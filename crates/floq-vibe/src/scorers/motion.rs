//! Motion scorer: movement speed blended with screen activity.

use floq_core::config::EngineConfig;
use floq_core::types::Vibe;

use crate::inputs::EngineInputs;

use super::ScorerOutput;

/// Speed at which the activity term saturates (brisk cycling).
const SATURATION_SPEED_MPS: f64 = 6.0;
/// Below this the user is treated as stationary.
const STILL_SPEED_MPS: f64 = 0.5;
/// Above this the user is moving faster than walking pace.
const FAST_SPEED_MPS: f64 = 4.0;
const SPEED_WEIGHT: f64 = 0.7;
const SCREEN_WEIGHT: f64 = 0.3;

pub fn score_motion(inputs: &EngineInputs, _config: &EngineConfig) -> ScorerOutput {
    let speed = finite_or_zero(inputs.speed_mps).max(0.0);
    let screen = finite_or_zero(inputs.screen_on_ratio01).clamp(0.0, 1.0);

    let speed_term = (speed / SATURATION_SPEED_MPS).min(1.0);
    let score = SPEED_WEIGHT * speed_term + SCREEN_WEIGHT * screen;
    let output = ScorerOutput::new(score);

    if speed < STILL_SPEED_MPS {
        if screen < 0.3 {
            output.with_nudge(Vibe::Chill, 0.6).with_nudge(Vibe::Solo, 0.4)
        } else {
            output.with_nudge(Vibe::Chill, 0.3)
        }
    } else if speed > FAST_SPEED_MPS {
        output.with_nudge(Vibe::Flowing, 1.0).with_nudge(Vibe::Hype, 0.3)
    } else {
        output.with_nudge(Vibe::Flowing, 0.8)
    }
}

fn finite_or_zero(value: f64) -> f64 {
    if value.is_finite() {
        value
    } else {
        0.0
    }
}

#[cfg(test)]
mod tests {
    use super::*;

    fn moving(speed_mps: f64, screen_on_ratio01: f64) -> EngineInputs {
        EngineInputs {
            speed_mps,
            screen_on_ratio01,
            ..Default::default()
        }
    }

    #[test]
    fn test_still_and_idle_nudges_chill_solo() {
        let out = score_motion(&moving(0.1, 0.1), &EngineConfig::default());
        let vibes: Vec<Vibe> = out.nudges.iter().map(|n| n.vibe).collect();
        assert_eq!(vibes, vec![Vibe::Chill, Vibe::Solo]);
        assert!(out.score < 0.1);
    }

    #[test]
    fn test_walking_nudges_flowing() {
        let out = score_motion(&moving(1.4, 0.2), &EngineConfig::default());
        assert_eq!(out.nudges[0].vibe, Vibe::Flowing);
    }

    #[test]
    fn test_fast_saturates() {
        let out = score_motion(&moving(30.0, 1.0), &EngineConfig::default());
        assert!((out.score - 1.0).abs() < 1e-12);
        assert!(out.nudges.iter().any(|n| n.vibe == Vibe::Hype));
    }

    #[test]
    fn test_garbage_speed_is_treated_as_still() {
        let out = score_motion(&moving(f64::NAN, -3.0), &EngineConfig::default());
        assert_eq!(out.score, 0.0);
        assert_eq!(out.nudges[0].vibe, Vibe::Chill);
    }
}
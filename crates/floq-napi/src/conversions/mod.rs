//! Rust ↔ JS conversions.

pub mod config;
pub mod error_codes;
pub mod json;
//! # floq-napi
//!
//! NAPI-RS v3 bindings for the Floq vibe engine and learning feedback.
//!
//! Architecture:
//! - `conversions`: config resolution, JSON ↔ Rust input mapping, error codes
//! - `bindings`: NAPI-exported classes and functions (engine, feedback, logging)
//!
//! There is no global state: the host owns one `LearningFeedbackHandle`
//! per user session and as many `VibeEngineHandle`s as it likes.

pub mod bindings;
pub mod conversions;
//! The closed set of vibe categories and the fixed-shape distribution over them.

use std::collections::BTreeMap;
use std::fmt;
use std::ops::{Index, IndexMut};
use std::str::FromStr;

use serde::{Deserialize, Serialize};

use crate::errors::ParseVibeError;

/// One category describing a user's current social/emotional state.
#[derive(Debug, Clone, Copy, PartialEq, Eq, PartialOrd, Ord, Hash, Serialize, Deserialize)]
#[serde(rename_all = "lowercase")]
pub enum Vibe {
    Hype,
    Social,
    Chill,
    Flowing,
    Open,
    Curious,
    Solo,
    Romantic,
    Weird,
    Down,
}

impl Vibe {
    /// Number of categories.
    pub const COUNT: usize = 10;

    /// Every category, in declaration order.
    pub const ALL: [Vibe; Vibe::COUNT] = [
        Self::Hype,
        Self::Social,
        Self::Chill,
        Self::Flowing,
        Self::Open,
        Self::Curious,
        Self::Solo,
        Self::Romantic,
        Self::Weird,
        Self::Down,
    ];

    /// Position of this category inside a [`VibeVector`].
    pub const fn index(self) -> usize {
        self as usize
    }

    pub fn as_str(&self) -> &'static str {
        match self {
            Self::Hype => "hype",
            Self::Social => "social",
            Self::Chill => "chill",
            Self::Flowing => "flowing",
            Self::Open => "open",
            Self::Curious => "curious",
            Self::Solo => "solo",
            Self::Romantic => "romantic",
            Self::Weird => "weird",
            Self::Down => "down",
        }
    }
}

impl fmt::Display for Vibe {
    fn fmt(&self, f: &mut fmt::Formatter<'_>) -> fmt::Result {
        f.write_str(self.as_str())
    }
}

impl FromStr for Vibe {
    type Err = ParseVibeError;

    fn from_str(s: &str) -> Result<Self, Self::Err> {
        let needle = s.trim().to_ascii_lowercase();
        Vibe::ALL
            .iter()
            .copied()
            .find(|v| v.as_str() == needle)
            .ok_or_else(|| ParseVibeError {
                value: s.to_string(),
            })
    }
}

/// A weight for every [`Vibe`].
///
/// Valid vectors sum to 1.0 within floating-point tolerance. A provisional
/// vector may violate this until renormalized; the all-zero vector is the
/// "no information" sentinel and is never silently turned into a uniform one.
///
/// Serialized as a `{vibe: weight}` object. Missing keys deserialize to 0.
#[derive(Debug, Clone, Copy, PartialEq, Serialize, Deserialize)]
#[serde(from = "BTreeMap<Vibe, f64>", into = "BTreeMap<Vibe, f64>")]
pub struct VibeVector {
    weights: [f64; Vibe::COUNT],
}

impl VibeVector {
    /// All weights zero.
    pub const fn zero() -> Self {
        Self {
            weights: [0.0; Vibe::COUNT],
        }
    }

    /// Equal weight on every category.
    pub fn uniform() -> Self {
        Self {
            weights: [1.0 / Vibe::COUNT as f64; Vibe::COUNT],
        }
    }

    /// Build from raw weights in [`Vibe::ALL`] order.
    pub const fn from_weights(weights: [f64; Vibe::COUNT]) -> Self {
        Self { weights }
    }

    pub fn weights(&self) -> &[f64; Vibe::COUNT] {
        &self.weights
    }

    pub fn get(&self, vibe: Vibe) -> f64 {
        self.weights[vibe.index()]
    }

    pub fn set(&mut self, vibe: Vibe, weight: f64) {
        self.weights[vibe.index()] = weight;
    }

    pub fn sum(&self) -> f64 {
        self.weights.iter().sum()
    }

    /// True when every weight is zero.
    pub fn is_zero(&self) -> bool {
        self.weights.iter().all(|w| *w == 0.0)
    }

    /// True when the weights sum to 1 within `tolerance` and none is negative.
    pub fn is_normalized(&self, tolerance: f64) -> bool {
        self.weights.iter().all(|w| *w >= 0.0) && (self.sum() - 1.0).abs() < tolerance
    }

    /// Category with the highest weight. Ties resolve to declaration order.
    pub fn dominant(&self) -> Vibe {
        let mut best = Vibe::ALL[0];
        for vibe in Vibe::ALL.iter().copied().skip(1) {
            if self.get(vibe) > self.get(best) {
                best = vibe;
            }
        }
        best
    }

    /// `(vibe, weight)` pairs in declaration order.
    pub fn iter(&self) -> impl Iterator<Item = (Vibe, f64)> + '_ {
        Vibe::ALL.iter().map(move |v| (*v, self.weights[v.index()]))
    }

    /// Categories sorted by descending weight.
    pub fn ranked(&self) -> Vec<(Vibe, f64)> {
        let mut ranked: Vec<(Vibe, f64)> = self.iter().collect();
        ranked.sort_by(|a, b| b.1.total_cmp(&a.1));
        ranked
    }
}

impl Default for VibeVector {
    fn default() -> Self {
        Self::uniform()
    }
}

impl Index<Vibe> for VibeVector {
    type Output = f64;

    fn index(&self, vibe: Vibe) -> &f64 {
        &self.weights[vibe.index()]
    }
}

impl IndexMut<Vibe> for VibeVector {
    fn index_mut(&mut self, vibe: Vibe) -> &mut f64 {
        &mut self.weights[vibe.index()]
    }
}

impl From<BTreeMap<Vibe, f64>> for VibeVector {
    fn from(map: BTreeMap<Vibe, f64>) -> Self {
        let mut vector = Self::zero();
        for (vibe, weight) in map {
            vector[vibe] = weight;
        }
        vector
    }
}

impl From<VibeVector> for BTreeMap<Vibe, f64> {
    fn from(vector: VibeVector) -> Self {
        vector.iter().collect()
    }
}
◆ ◆ ◆
**Required work**
Pull every line containing the word "activity" out of the material and copy it.

**Worked solution**
//! Motion scorer: movement speed blended with screen activity.
/// Speed at which the activity term saturates (brisk cycling).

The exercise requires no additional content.